### Task prompt
Those lines of the records that contain "Bolton" are to be located and copied.

Top of Records to process

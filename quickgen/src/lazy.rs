//! Self-referential generators.
//!
//! [`recursive`] hands its builder a [`Lazy`] handle standing for the
//! generator being defined. The handle rebuilds the generator only when it is
//! asked for a value, so the definition can refer to itself without
//! constructing an infinite structure up front.

use std::fmt;
use std::rc::Rc;

use crate::config::GeneratorConfig;
use crate::generator::{BoxedGenerator, Generator};
use crate::maybe::{Absent, Maybe};

type Builder<T> = dyn Fn(Lazy<T>) -> BoxedGenerator<T>;

/// Deferred reference to a recursive generator
///
/// Each level of nesting counts towards [`GeneratorConfig::max_depth`]; past
/// the limit the handle produces nothing.
pub struct Lazy<T> {
    builder: Rc<Builder<T>>,
    depth: usize,
    max_depth: usize,
}

impl<T> Lazy<T> {
    /// Nesting level this handle would build at
    pub fn depth(&self) -> usize {
        self.depth
    }

    /// Build the generator one level down
    pub fn force(&self) -> BoxedGenerator<T> {
        (self.builder)(Lazy {
            builder: Rc::clone(&self.builder),
            depth: self.depth + 1,
            max_depth: self.max_depth,
        })
    }
}

impl<T> Clone for Lazy<T> {
    fn clone(&self) -> Self {
        Self {
            builder: Rc::clone(&self.builder),
            depth: self.depth,
            max_depth: self.max_depth,
        }
    }
}

impl<T> fmt::Debug for Lazy<T> {
    fn fmt(&self, f: &mut fmt::Formatter<'_>) -> fmt::Result {
        f.debug_struct("Lazy")
            .field("depth", &self.depth)
            .field("max_depth", &self.max_depth)
            .finish_non_exhaustive()
    }
}

impl<T> Generator for Lazy<T> {
    type Value = T;

    fn generate(&self) -> Maybe<T> {
        if self.depth >= self.max_depth {
            tracing::trace!(depth = self.depth, "recursive generator reached max depth");
            return Absent;
        }
        self.force().generate()
    }
}

/// Create a recursive generator with the default configuration
///
/// ```rust
/// use quickgen::{Generator, frequency, pure, recursive};
///
/// // Length of a randomly grown chain
/// let depth = recursive(|nested| {
///     frequency([
///         (0.6, pure(0u32).boxed()),
///         (0.4, nested.map(|d: u32| d + 1).boxed()),
///     ])
/// });
/// assert!(depth.generate().get() < 32);
/// ```
pub fn recursive<T, G, F>(block: F) -> BoxedGenerator<T>
where
    T: 'static,
    G: Generator<Value = T> + 'static,
    F: Fn(Lazy<T>) -> G + 'static,
{
    recursive_with_config(&GeneratorConfig::default(), block)
}

/// Create a recursive generator bounded by `config.max_depth`
pub fn recursive_with_config<T, G, F>(config: &GeneratorConfig, block: F) -> BoxedGenerator<T>
where
    T: 'static,
    G: Generator<Value = T> + 'static,
    F: Fn(Lazy<T>) -> G + 'static,
{
    let builder: Rc<Builder<T>> = Rc::new(move |lazy| block(lazy).boxed());
    let root = Lazy {
        builder,
        depth: 0,
        max_depth: config.max_depth,
    };
    root.force()
}
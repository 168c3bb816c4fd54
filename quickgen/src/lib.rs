//! # Quickgen - Composable Test Data Generators
//!
//! Quickgen provides small random value generators and combinators that build
//! larger generators out of them. A generator either produces a value or
//! reports that it could not ([`Maybe::Absent`]), for instance because it was
//! given an empty range. Composite generators propagate that absence instead
//! of failing.
//!
//! ## Quick Start
//!
//! ```rust
//! use quickgen::{Generator, choose, n_tuple, one_of_values};
//!
//! let age = choose(0.0, 120.0).map(|age: f64| age.floor() as u8);
//! let city = one_of_values(["London", "Bristol", "Bolton"]);
//! let person = n_tuple((age, city));
//!
//! let (age, city) = person.generate().get();
//! assert!(age <= 120);
//! assert!(["London", "Bristol", "Bolton"].contains(&city));
//! ```
//!
//! ## Randomness
//!
//! All generators draw from a thread-local source of uniform values in
//! `[0, 1)`. Tests can script it:
//!
//! ```rust
//! use quickgen::{Generator, choose};
//! use quickgen::rng::{FixedSource, with_random_source};
//!
//! let value = with_random_source(FixedSource(0.5), || choose(0.0, 10.0).generate());
//! assert_eq!(value.get(), 5.0);
//! ```

// Public modules
pub mod aggregate;
pub mod config;
pub mod error;
pub mod generator;
pub mod lazy;
pub mod macros;
pub mod maybe;
pub mod primitives;
pub mod rng;
pub mod selection;

// Re-export the main public API
pub use aggregate::{
    ArrayOf, ArrayOfLength, Construct, FieldGenerators, NTuple, NonEmptyArray, Object, array_of,
    array_of_length, n_tuple, non_empty_array, object, times,
};
pub use config::GeneratorConfig;
pub use error::{AccessError, ConfigError};
pub use generator::{BoxedGenerator, FlatMap, Generator, Map};
pub use lazy::{Lazy, recursive, recursive_with_config};
pub use maybe::{Absent, Maybe, Present};
pub use primitives::{Choose, Never, Pure, choose, never, pure};
pub use rng::{RandomSource, random, with_random_source};
pub use selection::{
    Frequency, OneOf, SequenceOf, frequency, frequency_of_values, one_of, one_of_values,
    sequence_of, sequence_of_values,
};
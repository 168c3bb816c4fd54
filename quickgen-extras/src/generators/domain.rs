//! Domain-specific generators
//!
//! This module provides generators for common domain-specific data types:
//! - UUIDs (v4)
//!
//! All generators are composed from the text generators in this crate.

use quickgen::{Generator, n_tuple, one_of_values};

use super::text::hex_string;

/// RFC 4122 variant nibbles
const VARIANTS: [char; 4] = ['8', '9', 'A', 'B'];

// ============================================================================
// UUID Generator
// ============================================================================

/// Create a generator for version 4 UUID strings
///
/// Values look like `XXXXXXXX-XXXX-4XXX-VXXX-XXXXXXXXXXXX` in uppercase hex,
/// where the version digit is always `4` and `V` is one of `8`, `9`, `A`, `B`.
///
/// ```rust
/// use quickgen::Generator;
/// use quickgen_extras::generators::domain::uuid;
///
/// let id = uuid().generate().get();
/// assert_eq!(id.len(), 36);
/// assert_eq!(id.as_bytes()[14], b'4');
/// ```
pub fn uuid() -> impl Generator<Value = String> {
    let version = hex_string(3).map(|rest| format!("4{rest}"));
    let variant = hex_string(3).flat_map(|rest| {
        one_of_values(VARIANTS).map(move |nibble| format!("{nibble}{rest}"))
    });

    n_tuple((hex_string(8), hex_string(4), version, variant, hex_string(12)))
        .map(|(time_low, time_mid, version, variant, node)| {
            [time_low, time_mid, version, variant, node].join("-")
        })
}

#[cfg(test)]
mod tests {
    use super::*;
    use quickgen::Present;
    use quickgen::rng::{FixedSource, with_random_source};
    use std::collections::HashSet;

    fn is_upper_hex(c: char) -> bool {
        c.is_ascii_digit() || ('A'..='F').contains(&c)
    }

    #[test]
    fn test_uuid_format() {
        let generator = uuid();
        for _ in 0..200 {
            let id = generator.generate().get();
            let groups: Vec<&str> = id.split('-').collect();

            let widths: Vec<usize> = groups.iter().map(|group| group.len()).collect();
            assert_eq!(widths, vec![8, 4, 4, 4, 12], "bad layout: {id}");
            assert!(groups.iter().all(|group| group.chars().all(is_upper_hex)));

            assert!(groups[2].starts_with('4'));
            assert!(groups[3].starts_with(VARIANTS));
        }
    }

    #[test]
    fn test_uuid_lowest_draws() {
        let id = with_random_source(FixedSource(0.0), || uuid().generate());
        assert_eq!(
            id,
            Present("00000000-0000-4000-8000-000000000000".to_string())
        );
    }

    #[test]
    fn test_uuid_values_differ() {
        let generator = uuid();
        let ids: HashSet<String> = (0..50).map(|_| generator.generate().get()).collect();
        assert!(ids.len() > 1);
    }
}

Bottom of Records to process

### Response below
//! let city = one_of_values(["London", "Bristol", "Bolton"]);
//! assert!(["London", "Bristol", "Bolton"].contains(&city));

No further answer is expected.